Jermall Charlo has finally found a fight he can’t punch his way out of.
The WBC middleweight champion returns to the ring for the first time in over two years in the highly anticipated David Benavidez vs. Demetrius Andrade card co-main event Saturday night (9 p.m. ET, PPV Showtime) at Michelob Ultra Arena in Las Vegas .
Charlo (32-0, 22 KOs) last fought and successfully defended his title against Juan Macias Montiel on June 19, 2021.
He ends his hiatus with a fight against Benavidez’s younger brother Jose Jr. (28-2-1), but the title is not on the line. The 10-round bout will take place at a catchweight of 163 pounds instead of a 160-pound middleweight. It probably bodes well for a move up to 168-pound super middleweight.
But during those 30 months without a fight, Charlo encountered perhaps his most formidable opponent yet: himself.
Charlo, 33, faced mental health issues as well as alcohol and drug abuse issues.
“The depression, the merging with yourself, the sudden change from hot to cold is shocking to you,” Charlo confessed to the Post. “Responding to all types of incidents, [being] Being bipolar and thinking being alone and shutting out the world will help. But you need to talk to someone to help you get through what you’re going through.
“It feels like everyone is against you. I don’t care if you’re in an Uber, in a taxi, wherever you are. Everyone’s just against you. Why did I feel this way? [I don’t know]. I couldn’t say that some people didn’t disagree with me. But that’s how you feel at the moment, and I just turned my back on most of the world. I had to get help and it made me feel a lot better. ”
He believes he can return to boxing in better shape.
“I have a lot more patience now,” Charlo said. “I’ve started reaching out and helping more than ever before. I’m feeling a lot better. Let me be clear, I’ve never been involved in things like drinking, alcohol abuse, drugs, or just being obnoxious. I’m not trying to adjust. …You have to learn patience. One of the big things I learned from this two year break is patience and just being grateful. I’m back. Mentally I’ve learned how to take better care of my body, both physically and mentally. I feel like I’m back. My mind is in line with my physical ability and I’m rather in my prime. .
“When your back is against the wall, when the burn starts to burn, or when you are on your knees, you look up to the people who are sure to help you get back up no matter what. Every point. Having a great team around you is the best support.”
However, Charlo realizes that one of the most important members of its support team, his twin brother Jermell, is missing.
The two have dominated boxing for years as champions and are perhaps the best family duo in the sport.
Jermell (35-2-1) was previously the undisputed junior middleweight champion, but moved up two weight classes in October to take on the legendary Canelo Alvarez in a mega-bout for the undisputed super middleweight title. When he lost, he was stripped of his WBO belt. By unanimous decision.

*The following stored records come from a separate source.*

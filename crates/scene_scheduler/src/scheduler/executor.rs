//! Walking a frame schedule into an execution backend
//!
//! The scheduler only decides order. Something else owns the GPU; it
//! implements [`CommandExecutor`] and receives the frame as a sequence of
//! calls in the exact order work must be submitted.

use crate::scheduler::command::{ClearCommand, CommandIndex, DrawCommand};
use crate::scheduler::frame::FrameSchedule;
use crate::scheduler::frustum_commands::FrustumCommands;
use crate::scheduler::partition::DepthRange;
use crate::scheduler::pass::Pass;
use crate::scheduler::shadows::ShadowPass;

/// Ordered commands of one pass, ready to submit
#[derive(Debug, Clone, Copy)]
pub struct PassBatch<'a> {
    /// Pass being drawn
    pub pass: Pass,
    /// Depth range to draw with
    pub depth_range: DepthRange,
    commands: &'a [DrawCommand],
    indices: &'a [CommandIndex],
}

impl<'a> PassBatch<'a> {
    /// Create a batch over `indices` into `commands`
    pub fn new(pass: Pass, depth_range: DepthRange, commands: &'a [DrawCommand], indices: &'a [CommandIndex]) -> Self {
        Self { pass, depth_range, commands, indices }
    }

    /// Command indices in submission order
    pub fn indices(&self) -> &'a [CommandIndex] {
        self.indices
    }

    /// Commands in submission order
    pub fn iter(&self) -> impl Iterator<Item = &'a DrawCommand> + 'a {
        let commands = self.commands;
        self.indices.iter().map(move |&index| &commands[index])
    }

    /// Number of commands
    pub fn len(&self) -> usize {
        self.indices.len()
    }

    /// Whether the batch is empty
    pub fn is_empty(&self) -> bool {
        self.indices.is_empty()
    }
}

/// Receiver of a scheduled frame
pub trait CommandExecutor {
    /// Error raised by the backend; aborts the walk
    type Error;

    /// A sub-frustum starts; `index` 0 is nearest the camera
    fn begin_frustum(&mut self, index: usize, frustum: &FrustumCommands) -> Result<(), Self::Error>;

    /// Clear buffers between sub-frustums
    fn clear(&mut self, clear: &ClearCommand) -> Result<(), Self::Error>;

    /// Submit one pass worth of commands
    fn execute_pass(&mut self, batch: PassBatch<'_>) -> Result<(), Self::Error>;

    /// A shadow pass starts; its casters follow through [`CommandExecutor::execute_pass`]
    fn begin_shadow_pass(&mut self, pass: &ShadowPass) -> Result<(), Self::Error>;
}

impl FrameSchedule {
    /// Submit the camera passes of this frame
    ///
    /// Order: compute, environment, then every sub-frustum far to near (clear
    /// first, then each non-empty bucket in pass order), then overlay.
    pub fn execute<E: CommandExecutor>(&self, commands: &[DrawCommand], executor: &mut E) -> Result<(), E::Error> {
        let full_range = self.depth_range();

        for pass in [Pass::Compute, Pass::Environment] {
            self.execute_once(pass, full_range, commands, executor)?;
        }

        for (index, frustum) in self.frustums().iter().enumerate().rev() {
            executor.begin_frustum(index, frustum)?;
            executor.clear(&ClearCommand::DEPTH_STENCIL)?;

            for pass in Pass::FRUSTUM_PASSES {
                let indices = frustum.commands(pass);
                if !indices.is_empty() {
                    executor.execute_pass(PassBatch::new(pass, frustum.range_for(pass), commands, indices))?;
                }
            }
        }

        self.execute_once(Pass::Overlay, full_range, commands, executor)
    }

    /// Submit the shadow passes of this frame
    pub fn execute_shadows<E: CommandExecutor>(&self, commands: &[DrawCommand], executor: &mut E) -> Result<(), E::Error> {
        for shadow_pass in self.shadow_passes() {
            executor.begin_shadow_pass(shadow_pass)?;

            let range = shadow_pass.depth_range().unwrap_or(self.depth_range());
            for pass in Pass::SHADOW_CASTERS {
                let indices = shadow_pass.casters(pass);
                if !indices.is_empty() {
                    executor.execute_pass(PassBatch::new(pass, range, commands, indices))?;
                }
            }
        }
        Ok(())
    }

    fn execute_once<E: CommandExecutor>(
        &self,
        pass: Pass,
        range: DepthRange,
        commands: &[DrawCommand],
        executor: &mut E,
    ) -> Result<(), E::Error> {
        let indices = self.once_per_frame(pass);
        if indices.is_empty() {
            return Ok(());
        }
        executor.execute_pass(PassBatch::new(pass, range, commands, indices))
    }
}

Ahead of the match, Jermell revealed that he and Jermall had grown apart in recent years and disagreed about the direction they wanted their lives to take. It’s a moment or a mood where you want to deal with the havoc he brings.” “We’ve had a lot of hiccups on his side and I feel like it tarnished our character and our name a little bit.” ”
They are still in the process of repairing their relationship.
“We’re twin brothers, but Jermell is Jermell. He has his own way of thinking,” Charlo said. “He’s his own person and I’m my own person. We have two different mindsets. Other than not being there for me, he’s never caused me any real harm. There wasn’t. And that’s the kind of thing you have to endure and fight through. He might not have noticed it because my patience got better, and I’ve made a lot of changes.
“Good. We talk, I can call him. 1700571062. Normally, I wouldn’t even be able to call him, he wouldn’t answer, and we wouldn’t even talk to him. ”
Charlo, who feels mentally better than ever, believes he still needs to write the next chapter.
“I’m sure my name still rings out even after two years.” [later] To come out of retirement,” Charlo said. “Patience, dude. There’s no anxiety. It’s all about patience. I just go with the flow.”